Signed-off-by: Bart Van Assche <bvanassche@acm.org>
---
 include/linux/lockdep.h  |   9 +-
 kernel/locking/lockdep.c | 233 +++++++++++++++++++++++++++++++--------
 2 files changed, 195 insertions(+), 47 deletions(-)

diff --git a/include/linux/lockdep.h b/include/linux/lockdep.h
index 9421f028c26c..02a1469c46e1 100644
--- a/include/linux/lockdep.h
+++ b/include/linux/lockdep.h
@@ -63,7 +63,8 @@ extern struct lock_class_key __lockdep_no_validate__;
 #define LOCKSTAT_POINTS		4
 
 /*
- * The lock-class itself:
+ * The lock-class itself. The order of the structure members matters.
+ * reinit_class() zeroes the key member and all subsequent members.
  */
 struct lock_class {
 	/*
@@ -72,7 +73,9 @@ struct lock_class {
 	struct hlist_node		hash_entry;
 
 	/*
-	 * global list of all lock-classes:
+	 * Entry in all_lock_classes when in use. Entry in free_lock_classes
+	 * when not in use. Instances that are being freed are briefly on
+	 * neither list.
 	 */
 	struct list_head		lock_entry;
 
@@ -106,7 +109,7 @@ struct lock_class {
 	unsigned long			contention_point[LOCKSTAT_POINTS];
 	unsigned long			contending_point[LOCKSTAT_POINTS];
 #endif
-};
+} __no_randomize_layout;
 
 #ifdef CONFIG_LOCK_STAT
 struct lock_time {
diff --git a/kernel/locking/lockdep.c b/kernel/locking/lockdep.c
index 4610f3c4f3db..53d8daa8d0dc 100644
--- a/kernel/locking/lockdep.c
+++ b/kernel/locking/lockdep.c
@@ -134,11 +134,14 @@ static struct lock_list list_entries[MAX_LOCKDEP_ENTRIES];
 /*
  * All data structures here are protected by the global debug_lock.
  *
- * Mutex key structs only get allocated, once during bootup, and never
- * get freed - this significantly simplifies the debugging code.

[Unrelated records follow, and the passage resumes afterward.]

impl Document {
    pub fn new() -> Self {
        Self {
            tree: Rc::new(RefCell::new(Tree::new())),
        }
    }

    pub fn root(&self) -> NodeId {
        self.tree.borrow().root
    }

    pub fn create_element(&self, tag: &str) -> NodeId {
        let mut tree = self.tree.borrow_mut();
        let element = tree
            .nodes
            .insert(NodeData::new(NodeKind::Element(ElementData::new(tag))));
        if tag.eq_ignore_ascii_case(TEMPLATE_TAG) {
            let content = tree.nodes.insert(NodeData::new(NodeKind::Fragment));
            if let Some(node) = tree.nodes.get_mut(element) {
                node.template_content = Some(content);
            }
        }
        element
    }

    pub fn create_text(&self, text: &str) -> NodeId {
        self.tree
            .borrow_mut()
            .nodes
            .insert(NodeData::new(NodeKind::Text(text.to_string())))
    }

    pub fn create_fragment(&self) -> NodeId {
        self.tree
            .borrow_mut()
            .nodes
            .insert(NodeData::new(NodeKind::Fragment))
    }

    /// Whether `node` is still allocated in this document, attached or not.
    pub fn contains(&self, node: NodeId) -> bool {
        self.tree.borrow().nodes.contains_key(node)
    }

    pub fn kind(&self, node: NodeId) -> Option<NodeKind> {
        self.tree.borrow().nodes.get(node).map(|data| data.kind.clone())
    }

    pub fn tag_name(&self, node: NodeId) -> Option<String> {
        self.tree.borrow().element(node).map(|element| element.tag.clone())
    }

    pub fn attribute(&self, node: NodeId, name: &str) -> Option<String> {
        self.tree
            .borrow()
            .element(node)
            .and_then(|element| element.attribute(name))
            .map(str::to_string)
    }

    pub fn has_attribute(&self, node: NodeId, name: &str) -> bool {
        self.tree
            .borrow()
            .element(node)
            .is_some_and(|element| element.attribute(name).is_some())
    }

    pub fn set_attribute(&self, node: NodeId, name: &str, value: &str) -> Result<(), DomError> {
        let mut tree = self.tree.borrow_mut();
        match &mut tree.node_mut(node)?.kind {
            NodeKind::Element(element) => {
                element.set_attribute(name, value);
                Ok(())
            }
            _ => Err(DomError::NotAnElement(node)),
        }
    }

    pub fn remove_attribute(&self, node: NodeId, name: &str) -> bool {
        let mut tree = self.tree.borrow_mut();
        match tree.nodes.get_mut(node).map(|data| &mut data.kind) {
            Some(NodeKind::Element(element)) => element.remove_attribute(name),
            _ => false,
        }
    }

    /// Short human-readable label, e.g. `template#modal`.
    pub fn describe(&self, node: NodeId) -> String {
        let tree = self.tree.borrow();
        match tree.element(node) {
            Some(element) => match element.attribute("id") {
                Some(id) => format!("{}#{id}", element.tag),
                None => element.tag.clone(),
            },
            None => format!("{node:?}"),
        }
    }

    pub fn parent(&self, node: NodeId) -> Option<NodeId> {
        self.tree.borrow().parent_of(node)
    }

    pub fn children(&self, node: NodeId) -> Vec<NodeId> {
        self.tree
            .borrow()
            .nodes
            .get(node)
            .map(|data| data.children.clone())
            .unwrap_or_default()
    }

    pub fn first_element_child(&self, node: NodeId) -> Option<NodeId> {
        let tree = self.tree.borrow();
        tree.nodes
            .get(node)?
            .children
            .iter()
            .copied()
            .find(|child| tree.element(*child).is_some())
    }

    pub fn previous_sibling(&self, node: NodeId) -> Option<NodeId> {
        let tree = self.tree.borrow();
        let siblings = &tree.nodes.get(tree.parent_of(node)?)?.children;
        let index = siblings.iter().position(|c| *c == node)?;
        index.checked_sub(1).map(|i| siblings[i])
    }

    pub fn next_sibling(&self, node: NodeId) -> Option<NodeId> {
        let tree = self.tree.borrow();
        let siblings = &tree.nodes.get(tree.parent_of(node)?)?.children;
        let index = siblings.iter().position(|c| *c == node)?;
        siblings.get(index + 1).copied()
    }

    /// Whether `node` is reachable from the document root.
    pub fn is_connected(&self, node: NodeId) -> bool {
        let tree = self.tree.borrow();
        tree.nodes.contains_key(node) && tree.is_inclusive_ancestor(tree.root, node)
    }

    pub fn append_child(&self, parent: NodeId, child: NodeId) -> Result<(), DomError> {
        self.tree
            .borrow_mut()
            .insert_into(parent, child, Position::Last)
    }

    /// Inserts `node` as the previous sibling of `reference`.
    pub fn insert_before(&self, reference: NodeId, node: NodeId) -> Result<(), DomError> {
        if reference == node {
            return Ok(());
        }
        self.tree
            .borrow_mut()
            .insert(node, Position::Before(reference))
    }

    /// Inserts `node` as the next sibling of `reference`.
    pub fn insert_after(&self, reference: NodeId, node: NodeId) -> Result<(), DomError> {
        if reference == node {
            return Ok(());
        }
        self.tree
            .borrow_mut()
            .insert(node, Position::After(reference))
    }

    /// Detaches `node` from its parent. Returns whether it was attached.
    pub fn remove(&self, node: NodeId) -> bool {
        self.tree.borrow_mut().detach(node)
    }

    /// Detaches `node` and frees it together with its whole subtree.
    /// Returns whether the node still existed.
    pub fn discard(&self, node: NodeId) -> bool {
        let mut tree = self.tree.borrow_mut();
        if !tree.nodes.contains_key(node) {
            return false;
        }
        tree.detach(node);
        tree.free_subtree(node);
        true
    }

    pub fn template_content(&self, template: NodeId) -> Option<NodeId> {
        self.tree
            .borrow()
            .nodes
            .get(template)
            .and_then(|data| data.template_content)
    }

    /// Structurally independent copy of `node` and its descendants. Listeners
    /// are not copied and the copy has no parent.
    pub fn deep_clone(&self, node: NodeId) -> Result<NodeId, DomError> {
        self.tree.borrow_mut().clone_subtree(node)
    }

    /// Clones the content of a `<template>` element and returns its first
    /// element, detached. The rest of the cloned fragment is freed.
    pub fn clone_template_content(&self, template: NodeId) -> Result<NodeId, DomError> {
        let content = match self.template_content(template) {
            Some(content) => content,
            None => {
                let tag = self.tag_name(template).ok_or(DomError::UnknownNode(template))?;
                return Err(DomError::NotATemplate(tag));
            }
        };

        let fragment = self.deep_clone(content)?;
        let Some(element) = self.first_element_child(fragment) else {
            self.discard(fragment);
            return Err(DomError::EmptyTemplate);
        };

        self.remove(element);
        self.discard(fragment);
        Ok(element)
    }

    pub fn query_selector(&self, selector: &str) -> Result<Option<NodeId>, SelectorError> {
        let selector = Selector::parse(selector)?;
        Ok(self.select(&selector, true).into_iter().next())
    }

    pub fn query_selector_all(&self, selector: &str) -> Result<Vec<NodeId>, SelectorError> {
        let selector = Selector::parse(selector)?;
        Ok(self.select(&selector, false))
    }

    fn select(&self, selector: &Selector, first_only: bool) -> Vec<NodeId> {
        let tree = self.tree.borrow();
        let mut found = Vec::new();
        let mut stack = vec![tree.root];

        // Pre-order walk; template content is not part of the tree.
        while let Some(node) = stack.pop() {
            if selector.matches(&tree, node) {
                found.push(node);
                if first_only {
                    break;
                }
            }
            if let Some(data) = tree.nodes.get(node) {
                stack.extend(data.children.iter().rev().copied());
            }
        }

        found
    }

    pub fn add_event_listener(
        &self,
        node: NodeId,
        kind: &str,
        callback: Listener,
    ) -> Result<ListenerId, DomError> {
        let mut tree = self.tree.borrow_mut();
        let id = ListenerId(tree.next_listener_id);
        tree.node_mut(node)?.listeners.push(RegisteredListener {
            id,
            kind: kind.to_string(),
            callback,
        });
        tree.next_listener_id += 1;
        Ok(id)
    }

    /// Returns whether the listener was registered on `node`.
    pub fn remove_event_listener(&self, node: NodeId, listener: ListenerId) -> bool {
        let mut tree = self.tree.borrow_mut();
        let Some(data) = tree.nodes.get_mut(node) else {
            return false;
        };
        let before = data.listeners.len();
        data.listeners.retain(|registered| registered.id != listener);
        before != data.listeners.len()
    }

    pub fn listener_count(&self, node: NodeId) -> usize {
        self.tree
            .borrow()
            .nodes
            .get(node)
            .map(|data| data.listeners.len())
            .unwrap_or_default()
    }

    fn has_listener(&self, node: NodeId, listener: ListenerId) -> bool {
        self.tree
            .borrow()
            .nodes
            .get(node)
            .is_some_and(|data| data.listeners.iter().any(|l| l.id == listener))
    }

    /// Runs the listeners of `target` and then bubbles through its ancestors
    /// until propagation is stopped. Returns the event after dispatch.
    pub fn dispatch_event(&self, target: NodeId, mut event: Event) -> Result<Event, DomError> {
        let path = {
            let tree = self.tree.borrow();
            tree.node(target)?;
            let mut path = vec![target];
            if event.bubbles() {
                let mut cursor = tree.parent_of(target);
                while let Some(node) = cursor {
                    path.push(node);
                    cursor = tree.parent_of(node);
                }
            }
            path
        };

        event.begin_dispatch(target);

        for node in path {
            let listeners: Vec<(ListenerId, Listener)> = {
                let tree = self.tree.borrow();
                let Some(data) = tree.nodes.get(node) else {
                    break;
                };
                data.listeners
                    .iter()
                    .filter(|registered| registered.kind == event.kind())
                    .map(|registered| (registered.id, Rc::clone(&registered.callback)))
                    .collect()
            };

            event.set_current_target(Some(node));
            for (id, callback) in listeners {
                // Listeners removed by an earlier callback in this pass are skipped.
                if self.has_listener(node, id) {
                    callback(self, &mut event);
                }
            }

            if event.is_propagation_stopped() {
                break;
            }
        }

        event.set_current_target(None);
        Ok(event)
    }

    pub fn outer_html(&self, node: NodeId) -> String {
        let mut out = String::new();
        self.tree.borrow().write_html(node, &mut out);
        out
    }
}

+ * nr_lock_classes is the number of elements of lock_classes[] that is in use.
+ * free_lock_classes points at the first free element. These elements are
+ * linked together by the lock_entry member in struct lock_class.
  */
 unsigned long nr_lock_classes;
 static struct lock_class lock_classes[MAX_LOCKDEP_KEYS];
+static LIST_HEAD(free_lock_classes);
+static bool initialization_happened;
 
 static inline struct lock_class *hlock_class(struct held_lock *hlock)
 {
@@ -274,9 +277,8 @@ static inline void lock_release_holdtime(struct held_lock *hlock)
 #endif
 
 /*
- * We keep a global list of all lock classes. The list only grows,
- * never shrinks. The list is only accessed with the lockdep
- * spinlock lock held.
+ * We keep a global list of all lock classes. The list is only accessed with
+ * the lockdep spinlock lock held.
  */
 LIST_HEAD(all_lock_classes);
 
@@ -732,6 +734,17 @@ static bool assign_lock_key(struct lockdep_map *lock)
 	return true;
 }
 
+static void init_lists(void)
+{
+	int i;
+
+	for (i = 0; i < ARRAY_SIZE(lock_classes); i++) {
+		list_add_tail(&lock_classes[i].lock_entry, &free_lock_classes);
+		INIT_LIST_HEAD(&lock_classes[i].locks_after);
+		INIT_LIST_HEAD(&lock_classes[i].locks_before);
+	}
+}
+
 /*
  * Register a lock's class in the hash-table, if the class is not present
  * yet. Otherwise we look it up. We cache the result in the lock object
@@ -748,8 +761,10 @@ register_lock_class(struct lockdep_map *lock, unsigned int subclass, int force)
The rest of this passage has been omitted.